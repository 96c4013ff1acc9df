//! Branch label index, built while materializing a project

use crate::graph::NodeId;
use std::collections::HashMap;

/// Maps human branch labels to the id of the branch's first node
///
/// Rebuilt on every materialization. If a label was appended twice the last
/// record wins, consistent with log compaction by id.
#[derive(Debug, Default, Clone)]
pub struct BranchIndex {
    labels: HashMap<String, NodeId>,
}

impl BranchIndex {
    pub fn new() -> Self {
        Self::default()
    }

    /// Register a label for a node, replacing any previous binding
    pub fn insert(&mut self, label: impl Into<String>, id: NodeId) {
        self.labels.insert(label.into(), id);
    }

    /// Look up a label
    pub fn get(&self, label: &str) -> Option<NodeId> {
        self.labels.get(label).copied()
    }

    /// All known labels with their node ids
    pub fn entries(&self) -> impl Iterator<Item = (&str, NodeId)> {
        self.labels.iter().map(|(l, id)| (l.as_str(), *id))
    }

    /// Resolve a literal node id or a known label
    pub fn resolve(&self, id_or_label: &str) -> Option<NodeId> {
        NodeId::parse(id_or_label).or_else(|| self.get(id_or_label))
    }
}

What is needed
Transcribe each entry verbatim, leaving none out.

Worked solution
repository 96c4013ff1acc9df
//! Branch label index, built while materializing a project

use crate::graph::NodeId;
use std::collections::HashMap;

/// Maps human branch labels to the id of the branch's first node
///
/// Rebuilt on every materialization. If a label was appended twice the last
/// record wins, consistent with log compaction by id.
#[derive(Debug, Default, Clone)]
pub struct BranchIndex {
    labels: HashMap<String, NodeId>,
}

impl BranchIndex {
    pub fn new() -> Self {
        Self::default()
    }

    /// Register a label for a node, replacing any previous binding
    pub fn insert(&mut self, label: impl Into<String>, id: NodeId) {
        self.labels.insert(label.into(), id);
    }

    /// Look up a label
    pub fn get(&self, label: &str) -> Option<NodeId> {
        self.labels.get(label).copied()
    }

    /// All known labels with their node ids
    pub fn entries(&self) -> impl Iterator<Item = (&str, NodeId)> {
        self.labels.iter().map(|(l, id)| (l.as_str(), *id))
    }

    /// Resolve a literal node id or a known label
    pub fn resolve(&self, id_or_label: &str) -> Option<NodeId> {
        NodeId::parse(id_or_label).or_else(|| self.get(id_or_label))
    }
}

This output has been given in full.